Because \({\mathbf{X}}^{T} {\mathbf{X}},{\mathbf{X}}^{T} {\mathbf{Y}}_{1} ,{\mathbf{X}}^{T} {\mathbf{Y}}_{2} ,{\mathbf{Y}}_{1}^{T} {\mathbf{Y}}_{1} ,{\mathbf{Y}}_{2}^{T} {\mathbf{Y}}_{2}\) can be estimated from Eqs. (2)–(6) using summary statistics, we only need to estimate \(\hat{\gamma }_{m}\) (the coefficient in the model M3 relating Y1 to Y2) in order to perform a statistical test of the hypothesis H0:\(\beta\) = 0. For continuous traits, we propose estimating \(\hat{\gamma }_{m}\) from M3 with a subset of individual-level phenotype data. In addition, if the relationship between the two traits has been studied in previous publications, possibly in cohorts with similar characteristics, the prior results can be utilized to estimate \(\hat{\gamma }_{m}\) and infer \(\beta\) in M4. A third option was proposed by Deng and Pan 2017, who approximated \(\hat{\gamma }_{m}\) using \(cor({\mathbf{Z}}_{1} ,{\mathbf{Z}}_{2} )\), for which \({\mathbf{Z}}_{i} \in\) m×1 is a vector of test statistics (beta/SE(beta)) from the unadjusted models testing the association of genome-wide SNPs other than SNP \({\mathbf{X}}\). This method works well only if both traits are quantitative4.

Continuous Y1 and binary Y2

When the adjustment trait is binary, M2 becomes a logistic model. However, other models (M1, M3 and M4) remain OLS models. Note that Eqs. (4) and (6) will not hold when M2 is a logistic regression model, so we cannot obtain \({\mathbf{X}}^{T} {\mathbf{Y}}_{2}\) and \({\mathbf{Y}}_{2}^{T} {\mathbf{Y}}_{2}\) directly from summary statistics.

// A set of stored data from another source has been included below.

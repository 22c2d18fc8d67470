//! Prometheus metrics
//!
//! Thin wrapper over the `metrics` facade. Both processes install the
//! Prometheus recorder once at startup; tests and local tooling use
//! [`DispatchMetrics::noop`], whose calls land on the facade's no-op
//! recorder.

use crate::error::DispatchError;
use metrics::{counter, describe_counter, describe_gauge, describe_histogram, gauge, histogram, Unit};
use metrics_exporter_prometheus::{PrometheusBuilder, PrometheusHandle};
use std::sync::Arc;
use std::time::Duration;

/// Metrics handle shared by every component of a process
#[derive(Clone, Default)]
pub struct DispatchMetrics {
    handle: Option<Arc<PrometheusHandle>>,
}

impl DispatchMetrics {
    /// Install the Prometheus recorder and register metric descriptions
    pub fn install() -> Result<Self, DispatchError> {
        let handle = PrometheusBuilder::new()
            .install_recorder()
            .map_err(|e| DispatchError::Metrics(e.to_string()))?;

        Self::register_metrics();

        Ok(Self {
            handle: Some(Arc::new(handle)),
        })
    }

    /// Metrics that render nothing
    pub fn noop() -> Self {
        Self::default()
    }

    fn register_metrics() {
        // Gateway process
        describe_counter!(
            "gateway_events_received_total",
            Unit::Count,
            "Total events received from Discord"
        );
        describe_counter!(
            "gateway_events_routed_total",
            Unit::Count,
            "Total dispatch envelopes published to the broker"
        );
        describe_counter!(
            "gateway_route_failures_total",
            Unit::Count,
            "Dispatch envelopes that could not be published"
        );
        describe_counter!(
            "gateway_errors_total",
            Unit::Count,
            "Total gateway errors by type"
        );
        describe_counter!(
            "gateway_session_persists_total",
            Unit::Count,
            "Shard session writes by result"
        );
        describe_counter!(
            "gateway_session_resumes_total",
            Unit::Count,
            "Shards that resumed a stored session"
        );
        describe_counter!(
            "dispatch_publish_ack_failures_total",
            Unit::Count,
            "Envelopes the broker never confirmed"
        );
        describe_histogram!(
            "gateway_event_route_duration_seconds",
            Unit::Seconds,
            "Time to hand an event to the broker"
        );
        describe_gauge!(
            "gateway_shards_ready",
            Unit::Count,
            "Number of shards in ready state"
        );
        describe_gauge!(
            "gateway_guilds_total",
            Unit::Count,
            "Guilds per shard"
        );
        describe_gauge!(
            "gateway_nats_connected",
            Unit::Count,
            "NATS connection status (1=connected, 0=disconnected)"
        );

        // Handler process
        describe_counter!(
            "handler_deliveries_total",
            Unit::Count,
            "Broker deliveries received per channel"
        );
        describe_counter!(
            "handler_delivery_outcomes_total",
            Unit::Count,
            "Deliveries by outcome (emitted, duplicate, malformed)"
        );
        describe_counter!(
            "handler_route_outcomes_total",
            Unit::Count,
            "Routed interactions by handler kind and outcome"
        );
        describe_counter!(
            "handler_errors_total",
            Unit::Count,
            "Total handler process errors by type"
        );
    }

    /// Record a gateway event by name
    pub fn record_event(&self, shard_id: u64, event_name: &str) {
        let event_type = match event_name {
            "GUILD_CREATE" => "guild_create",
            "GUILD_DELETE" => "guild_delete",
            "GUILD_UPDATE" => "guild_update",
            "GUILD_MEMBER_ADD" => "member_add",
            "GUILD_MEMBER_REMOVE" => "member_remove",
            "GUILD_MEMBER_UPDATE" => "member_update",
            "INTERACTION_CREATE" => "interaction_create",
            "MESSAGE_CREATE" => "message_create",
            "READY" => "ready",
            "RESUMED" => "resumed",
            _ => "other",
        };

        counter!(
            "gateway_events_received_total",
            "shard_id" => shard_id.to_string(),
            "event_type" => event_type
        )
        .increment(1);
    }

    /// Record an envelope handed to the broker
    pub fn record_route_success(&self, shard_id: u64, duration: Duration) {
        counter!(
            "gateway_events_routed_total",
            "shard_id" => shard_id.to_string()
        )
        .increment(1);

        histogram!(
            "gateway_event_route_duration_seconds",
            "shard_id" => shard_id.to_string()
        )
        .record(duration.as_secs_f64());
    }

    pub fn record_route_failure(&self, shard_id: u64) {
        counter!(
            "gateway_route_failures_total",
            "shard_id" => shard_id.to_string()
        )
        .increment(1);
    }

    /// Record a shard error by `DispatchError::error_type_label`
    pub fn record_shard_error(&self, shard_id: u64, error_type: &'static str) {
        counter!(
            "gateway_errors_total",
            "shard_id" => shard_id.to_string(),
            "error_type" => error_type
        )
        .increment(1);
    }

    /// Record a handler process error by `DispatchError::error_type_label`
    pub fn record_error(&self, error_type: &'static str) {
        counter!("handler_errors_total", "error_type" => error_type).increment(1);
    }

    pub fn record_heartbeat(&self, shard_id: u64) {
        // Heartbeats are frequent, just update a gauge
        let now = std::time::SystemTime::now()
            .duration_since(std::time::UNIX_EPOCH)
            .map(|d| d.as_secs_f64())
            .unwrap_or_default();
        gauge!(
            "gateway_last_heartbeat_timestamp",
            "shard_id" => shard_id.to_string()
        )
        .set(now);
    }

    pub fn record_session_persist(&self, shard_id: u64, ok: bool) {
        counter!(
            "gateway_session_persists_total",
            "shard_id" => shard_id.to_string(),
            "result" => if ok { "ok" } else { "failed" }
        )
        .increment(1);
    }

    pub fn record_session_resume(&self, shard_id: u64) {
        counter!(
            "gateway_session_resumes_total",
            "shard_id" => shard_id.to_string()
        )
        .increment(1);
    }

    pub fn set_guilds(&self, shard_id: u64, count: u64) {
        gauge!(
            "gateway_guilds_total",
            "shard_id" => shard_id.to_string()
        )
        .set(count as f64);
    }

    pub fn set_shards_ready(&self, pool_id: u64, count: usize) {
        gauge!(
            "gateway_shards_ready",
            "pool_id" => pool_id.to_string()
        )
        .set(count as f64);
    }

    /// Count an envelope the broker accepted but never confirmed
    pub fn record_publish_ack_failure(&self, subject: &'static str) {
        counter!("dispatch_publish_ack_failures_total", "subject" => subject).increment(1);
    }

    pub fn set_nats_connected(&self, connected: bool) {
        gauge!("gateway_nats_connected").set(if connected { 1.0 } else { 0.0 });
    }

    pub fn record_delivery(&self, channel: &'static str) {
        counter!("handler_deliveries_total", "channel" => channel).increment(1);
    }

    pub fn record_delivery_outcome(&self, outcome: &'static str) {
        counter!("handler_delivery_outcomes_total", "outcome" => outcome).increment(1);
    }

    pub fn record_route_outcome(&self, kind: &'static str, outcome: &'static str) {
        counter!(
            "handler_route_outcomes_total",
            "kind" => kind,
            "outcome" => outcome
        )
        .increment(1);
    }

    /// Render metrics in Prometheus text format
    pub fn render(&self) -> String {
        self.handle
            .as_ref()
            .map(|handle| handle.render())
            .unwrap_or_default()
    }
}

When Y2 is binary, our proposed approximation requires knowledge of the number of cases (\(n_{1}\)) and controls (\(n_{0}\)) in addition to the total sample size \(n = n_{0} + n_{1}\). Using this information, we can calculate \({\mathbf{Y}}_{2}^{T} {\mathbf{Y}}_{2}\) as

$${\mathbf{Y}}_{2}^{T} {\mathbf{Y}}_{2} = n_{1} \left( {1 - \frac{{n_{1} }}{n}} \right).$$

To get an estimate of \({\mathbf{X}}^{T} {\mathbf{Y}}_{2}\), we take advantage of the information provided by the genotype frequencies in cases and controls separately. Genotype frequencies stratified by case status, Pij = \({\mathbb{P}}(X = i|Y_{2} = j)\) for i = 0, 1 or 2 and j = 0 (controls) or 1 (cases), may be available, but if not, they can be estimated from available summary statistics. See the Appendix for details.

Using the stratified genotype frequencies in cases and controls, the quantity \({\mathbf{X}}^{T} {\mathbf{Y}}_{2}\) can be approximated by

$$n_{1} ({\mathbb{P}}_{11} + 2{\mathbb{P}}_{21} ) - \frac{{n_{1} \left[ {n_{0} ({\mathbb{P}}_{10} + 2{\mathbb{P}}_{20} ) + n_{1} ({\mathbb{P}}_{11} + 2{\mathbb{P}}_{21} )} \right]}}{n}.$$

Finally, we apply Eqs. (1) and (7) to evaluate the approximate effect size of \(\hat{\beta }\) and its corresponding variance.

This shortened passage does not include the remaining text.